I don’t subscribe whole heartedly to the GTD method — I only do weekly reviews on a quarterly basis — but one part of GTD I love is the brain dump. Brain dumping is the second most satisfying thing that I can do in OmniFocus (the first is a tie between checking off tasks and deleting them). I have always had one single problem with brain dumps: I forget a lot of things that should be purged from my brain when I am faced with a blank OmniFocus inbox.
A couple of months ago I was fiddling about in OmniFocus and while in Context view I started noticing that a ton of tasks were flowing into my head — things that I needed to do, but had yet to be captured anywhere. So I started brain dumping, going from context to context and getting down everything that came to mind.
Except that I ran into another problem with this: context view doesn’t offer much help if you need to create a new project, nor is it very good for brain dumping — if they aren’t staring at me in my Inbox, I will never process them. The problem is assigning due dates, start dates, projects and the like when you add an action in context view is less than ideal.
My solution for this: quick entry and double windows.

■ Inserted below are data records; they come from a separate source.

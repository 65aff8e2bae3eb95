//! Recipe: the scheduler's runtime state for one target during one build.

use std::collections::{BTreeSet, HashSet};
use std::path::PathBuf;
use std::time::Instant;

use mlua::Thread;
use rebuild_core::{hash_bytes, Hash};
use tracing::debug;

use crate::config::BuildConfig;
use crate::tool::ToolRegistry;

/// Lifecycle state of a recipe.
///
/// ```text
/// Pending ──queued→ Running ──completes→ Complete
///                   │
///                   ├─requests dep→ Suspended ──dep ready→ Pending
///                   │
///                   └─script error→ Failed
/// ```
///
/// `Complete` and `Failed` are terminal.
#[derive(Debug, Clone, Copy, PartialEq, Eq)]
pub enum RecipeState {
    Pending,
    Running,
    Suspended,
    Complete,
    Failed,
}

impl RecipeState {
    pub fn is_terminal(self) -> bool {
        matches!(self, RecipeState::Complete | RecipeState::Failed)
    }
}

/// Runtime state of one target being built.
pub struct Recipe {
    pub target_name: String,
    state: RecipeState,
    /// Set at the first cache probe, never mutated afterward.
    pub request_key: Option<Hash>,
    /// Dependency paths in the order they were first observed. Grows
    /// monotonically; never shrinks.
    declared_deps: Vec<String>,
    declared_set: HashSet<String>,
    /// Declared dependencies not yet satisfied. Always a subset of
    /// `declared_deps`.
    pub pending_deps: HashSet<String>,
    /// Names of tools this recipe has loaded so far.
    pub loaded_tools: BTreeSet<String>,
    pub output_dir: PathBuf,
    /// Per-build scratch directory; assigned on first run.
    pub temp_dir: Option<PathBuf>,
    /// Fiber handle; non-null exactly while Running or Suspended.
    pub fiber: Option<Thread>,
    /// Wall-clock start of the most recent Running transition.
    pub start_time: Option<Instant>,
}

impl Recipe {
    pub fn new(target_name: impl Into<String>, output_dir: PathBuf) -> Recipe {
        let target_name = target_name.into();
        debug!(target = %target_name, "created recipe");
        Recipe {
            target_name,
            state: RecipeState::Pending,
            request_key: None,
            declared_deps: Vec::new(),
            declared_set: HashSet::new(),
            pending_deps: HashSet::new(),
            loaded_tools: BTreeSet::new(),
            output_dir,
            temp_dir: None,
            fiber: None,
            start_time: None,
        }
    }

    pub fn state(&self) -> RecipeState {
        self.state
    }

    /// Transition to a new state. Terminal states are sticky: once a recipe
    /// is Complete or Failed it never transitions again.
    pub fn set_state(&mut self, next: RecipeState) {
        if self.state.is_terminal() {
            debug!(
                target = %self.target_name,
                from = ?self.state,
                to = ?next,
                "ignoring transition out of terminal state"
            );
            return;
        }
        self.state = next;
    }

    /// Record a dependency path. Returns true if it was not already known.
    pub fn add_declared_dep(&mut self, path: &str) -> bool {
        if self.declared_set.contains(path) {
            return false;
        }
        self.declared_set.insert(path.to_string());
        self.declared_deps.push(path.to_string());
        debug!(target = %self.target_name, dep = %path, "declared dependency");
        true
    }

    /// Dependency paths in first-observed order.
    pub fn declared_deps(&self) -> &[String] {
        &self.declared_deps
    }

    pub fn has_declared_dep(&self, path: &str) -> bool {
        self.declared_set.contains(path)
    }

    /// Compose the request key for this recipe.
    ///
    /// Starts from the hash of the code defining the target's function, then
    /// folds in the target name, every declared dependency path (sorted),
    /// every loaded tool's binary and module hashes (sorted by tool name),
    /// and the configuration hash when a configuration is set. Sorting makes
    /// the key independent of discovery order.
    pub fn compute_request_key(
        &self,
        recipe_code_hash: &Hash,
        tools: &ToolRegistry,
        config: &BuildConfig,
    ) -> Hash {
        let mut key = *recipe_code_hash;
        key.combine(&hash_bytes(self.target_name.as_bytes()));

        let mut deps: Vec<&String> = self.declared_deps.iter().collect();
        deps.sort();
        for dep in deps {
            key.combine(&hash_bytes(dep.as_bytes()));
        }

        // BTreeSet iterates in sorted order.
        for tool_name in &self.loaded_tools {
            if let Some(tool) = tools.get(tool_name) {
                key.combine(&tool.binary_hash);
                key.combine(&tool.module_hash);
            }
        }

        if !config.is_empty() {
            key.combine(&config.hash());
        }

        key
    }
}

#[cfg(test)]
mod tests {
    use super::*;
    use crate::tool::Tool;

    fn recipe(name: &str) -> Recipe {
        Recipe::new(name, PathBuf::from(format!("outputs/{}", name)))
    }

    #[test]
    fn new_recipe_is_pending() {
        let r = recipe("app");
        assert_eq!(r.state(), RecipeState::Pending);
        assert!(r.request_key.is_none());
        assert!(r.declared_deps().is_empty());
        assert!(r.fiber.is_none());
    }

    #[test]
    fn terminal_states_are_sticky() {
        let mut r = recipe("app");
        r.set_state(RecipeState::Running);
        r.set_state(RecipeState::Complete);
        r.set_state(RecipeState::Pending);
        assert_eq!(r.state(), RecipeState::Complete);

        let mut f = recipe("other");
        f.set_state(RecipeState::Failed);
        f.set_state(RecipeState::Running);
        assert_eq!(f.state(), RecipeState::Failed);
    }

    #[test]
    fn declared_deps_deduplicate_but_keep_order() {
        let mut r = recipe("app");
        assert!(r.add_declared_dep("src/b.c"));
        assert!(r.add_declared_dep("src/a.c"));
        assert!(!r.add_declared_dep("src/b.c"));
        assert_eq!(r.declared_deps(), ["src/b.c", "src/a.c"]);
        assert!(r.has_declared_dep("src/a.c"));
    }

    #[test]
    fn request_key_is_stable_under_registration_order() {
        let code = hash_bytes(b"fn bytecode");
        let tools = ToolRegistry::default();
        let config = BuildConfig::new();

        let mut a = recipe("app");
        a.add_declared_dep("src/one.c");
        a.add_declared_dep("src/two.c");

        let mut b = recipe("app");
        b.add_declared_dep("src/two.c");
        b.add_declared_dep("src/one.c");

        assert_eq!(
            a.compute_request_key(&code, &tools, &config),
            b.compute_request_key(&code, &tools, &config)
        );
    }

    #[test]
    fn request_key_depends_on_inputs() {
        let code = hash_bytes(b"fn bytecode");
        let tools = ToolRegistry::default();
        let config = BuildConfig::new();

        let base = recipe("app").compute_request_key(&code, &tools, &config);

        // Different target name.
        assert_ne!(
            recipe("other").compute_request_key(&code, &tools, &config),
            base
        );

        // Different code hash.
        assert_ne!(
            recipe("app").compute_request_key(&hash_bytes(b"edited"), &tools, &config),
            base
        );

        // Extra dependency.
        let mut with_dep = recipe("app");
        with_dep.add_declared_dep("src/extra.c");
        assert_ne!(with_dep.compute_request_key(&code, &tools, &config), base);

        // Non-empty configuration.
        let mut cfg = BuildConfig::new();
        cfg.set("opt", "3");
        assert_ne!(recipe("app").compute_request_key(&code, &tools, &cfg), base);
    }

    #[test]
    fn request_key_mixes_loaded_tools() {
        let code = hash_bytes(b"fn bytecode");
        let config = BuildConfig::new();

        let mut tools = ToolRegistry::default();
        tools.insert(Tool {
            name: "cc".to_string(),
            binary_path: PathBuf::from("/usr/bin/cc"),
            binary_hash: hash_bytes(b"cc v1"),
            module_path: PathBuf::from("tools/cc.lua"),
            module_hash: Hash::ZERO,
        });

        let bare = recipe("app").compute_request_key(&code, &tools, &config);

        let mut with_tool = recipe("app");
        with_tool.loaded_tools.insert("cc".to_string());
        let keyed = with_tool.compute_request_key(&code, &tools, &config);
        assert_ne!(keyed, bare);

        // Upgrading the tool changes the key.
        tools.insert(Tool {
            name: "cc".to_string(),
            binary_path: PathBuf::from("/usr/bin/cc"),
            binary_hash: hash_bytes(b"cc v2"),
            module_path: PathBuf::from("tools/cc.lua"),
            module_hash: Hash::ZERO,
        });
        assert_ne!(with_tool.compute_request_key(&code, &tools, &config), keyed);
    }
}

I simply ‘review’ my contexts and add actions as I think of them using the quick entry pane. The advantage with this system for me is that when I get to location specific contexts (such as Costco) I can quickly pour out things that I need from Costco in the context window (I rarely add any more information to store list actions). I assign everything else straight to the inbox using quick entry.
On occasion I will open a second OmniFocus window that just shows the Inbox and I will dump straight into that — it works better when I know that I will have a lot of stuff going on (i.e. I haven’t done a brain dump in a while).
I have really found this to be helpful — more so than just viewing a blank inbox or going from project to project. For whatever reason looking at a context that says ‘office’ reminds me of a whole mess of stuff that I need to do…
This isn’t GTD, but is about getting things done.